Task prompt
Provide the number of lines in the material below that include the word "DemandRow", without any accompanying text.

── Given entries

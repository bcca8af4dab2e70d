//! Command implementations

pub mod capacity;
pub mod catalog;
pub mod recommend;

use anyhow::{Context, Result};
use sizing_lib::aggregator::{StaticWorkloads, WorkloadSource};
use sizing_lib::capacity::{NodeGroupSource, StaticNodeGroups};
use sizing_lib::pricing::PricingResolver;
use sizing_lib::{Analyzer, SizingConfig, StructuredLogger};
use std::path::PathBuf;
use std::sync::Arc;

use crate::client::{self, KubeNodeGroupSource, KubeWorkloadSource};
use crate::config::{self, Overrides};
use crate::eks::EksNodeGroupSource;
use crate::snapshot::Snapshot;
use crate::{ClusterArgs, NodeGroupMode};

/// Global connection and config options
pub struct Target {
    pub kubeconfig: Option<PathBuf>,
    pub context: Option<String>,
    pub config: Option<PathBuf>,
}

type Sources = (Arc<dyn WorkloadSource>, Arc<dyn NodeGroupSource>, String);

/// Collaborators for a run: a snapshot file or the live cluster
async fn sources(target: &Target, cluster: &ClusterArgs, region: &str) -> Result<Sources> {
    if let Some(path) = &cluster.input {
        let snapshot = Snapshot::load(path)?;
        let label = path
            .file_stem()
            .map(|s| s.to_string_lossy().into_owned())
            .unwrap_or_else(|| "snapshot".to_string());
        let workloads: Arc<dyn WorkloadSource> = Arc::new(StaticWorkloads(snapshot.workloads));
        let node_groups: Arc<dyn NodeGroupSource> =
            Arc::new(StaticNodeGroups(snapshot.node_groups));
        return Ok((workloads, node_groups, label));
    }

    let kubeconfig = target.kubeconfig.as_deref();
    let context = target.context.as_deref();
    let kube = client::connect(kubeconfig, context).await?;
    let label =
        client::context_name(kubeconfig, context).unwrap_or_else(|| "in-cluster".to_string());

    let workloads: Arc<dyn WorkloadSource> = Arc::new(KubeWorkloadSource::new(
        kube.clone(),
        cluster.namespace.clone(),
    ));
    let node_groups: Arc<dyn NodeGroupSource> = match cluster.nodegroups {
        NodeGroupMode::Nodes => Arc::new(KubeNodeGroupSource::new(kube)),
        NodeGroupMode::Eks => {
            let name = cluster
                .cluster_name
                .as_deref()
                .context("--cluster-name is required with --nodegroups eks")?;
            Arc::new(EksNodeGroupSource::from_env(region, kube, name).await)
        }
    };

    Ok((workloads, node_groups, label))
}

/// Load config and wire an analyzer for one command
pub async fn analyzer(
    target: &Target,
    cluster: &ClusterArgs,
    overrides: Overrides,
) -> Result<Analyzer> {
    let config: SizingConfig = config::load(target.config.as_deref(), overrides)?;
    let (workloads, node_groups, label) = sources(target, cluster, &config.region).await?;

    let logger = StructuredLogger::new(label);
    let resolver = PricingResolver::from_config(&config, logger.clone())
        .await
        .context("Failed to set up pricing sources")?;

    let analyzer = Analyzer::builder()
        .config(config)
        .workload_source(workloads)
        .node_group_source(node_groups)
        .pricing(resolver)
        .logger(logger)
        .detailed(cluster.detailed)
        .build()?;

    Ok(analyzer)
}
//! Demand and capacity command

use anyhow::Result;
use sizing_lib::CapacityReport;

use super::recommend::{print_workloads, DemandRow};
use super::Target;
use crate::config::Overrides;
use crate::output::{
    format_pct, print_capacity, print_heading, print_json, print_notices, table, OutputFormat,
};
use crate::ClusterArgs;

/// Print aggregate demand and current capacity, without pricing
pub async fn run(
    target: &Target,
    cluster: &ClusterArgs,
    overrides: Overrides,
    format: OutputFormat,
) -> Result<()> {
    let analyzer = super::analyzer(target, cluster, overrides).await?;
    let report = analyzer.inspect().await?;

    match format {
        OutputFormat::Json => print_json(&report)?,
        OutputFormat::Table => print_report(&report),
    }

    Ok(())
}

fn print_report(report: &CapacityReport) {
    println!("Cluster: {}", report.cluster);

    print_heading("Demand by kind");
    let mut rows: Vec<DemandRow> = report
        .totals
        .by_kind
        .iter()
        .map(|(kind, totals)| {
            let label = match kind {
                sizing_lib::WorkloadKind::Deployment => "Deployments",
                sizing_lib::WorkloadKind::StatefulSet => "StatefulSets",
                sizing_lib::WorkloadKind::DaemonSet => "DaemonSets",
            };
            DemandRow::new(label, totals.cpu_cores, totals.memory_gib())
        })
        .collect();
    rows.push(DemandRow::new(
        "Requested",
        report.totals.requested.cpu_cores,
        report.totals.requested.memory_gib(),
    ));
    rows.push(DemandRow::new(
        "Limits",
        report.totals.limits.cpu_cores,
        report.totals.limits.memory_gib(),
    ));
    println!("{}", table(rows));
    println!(
        "With {} headroom: {:.2} vCPU, {:.2} GiB",
        format_pct(report.headroom_fraction),
        report.required.cpu_cores,
        report.required.memory_gib
    );

    print_capacity(&report.capacity);
    if let Some(utilization) = &report.current_utilization {
        println!(
            "Requested vs capacity: CPU {}, memory {}",
            format_pct(utilization.cpu_pct),
            format_pct(utilization.memory_pct)
        );
    }

    print_workloads(report.workloads.as_ref());
    print_notices(&report.notices);
}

────

Solution below
5